Your objective: Retype the full set of data, character for character.

(Records from a dataset)
>>>

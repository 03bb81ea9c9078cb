//! Diagnostics for the Quint front end.
//!
//! - Error codes for searchability (`QNT007`, ...)
//! - Clear messages (what went wrong)
//! - The offending node's identifier (where it went wrong; resolve through
//!   the `SourceMap` for a location)
//! - Notes (why it's wrong)
//!
//! Diagnostics never stop lowering. They are gathered by a
//! [`DiagnosticCollector`] and returned next to the IR.

mod collector;
mod diagnostic;
mod error_code;

pub use collector::DiagnosticCollector;
pub use diagnostic::{
    leaked_stack_elements, lowercase_type_name, multiple_record_spreads, Diagnostic, Severity,
};
pub use error_code::ErrorCode;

<<<

Solution:
repository 03bb81ea9c9078cb
//! Diagnostics for the Quint front end.
//!
//! - Error codes for searchability (`QNT007`, ...)
//! - Clear messages (what went wrong)
//! - The offending node's identifier (where it went wrong; resolve through
//!   the `SourceMap` for a location)
//! - Notes (why it's wrong)
//!
//! Diagnostics never stop lowering. They are gathered by a
//! [`DiagnosticCollector`] and returned next to the IR.

mod collector;
mod diagnostic;
mod error_code;

pub use collector::DiagnosticCollector;
pub use diagnostic::{
    leaked_stack_elements, lowercase_type_name, multiple_record_spreads, Diagnostic, Severity,
};
pub use error_code::ErrorCode;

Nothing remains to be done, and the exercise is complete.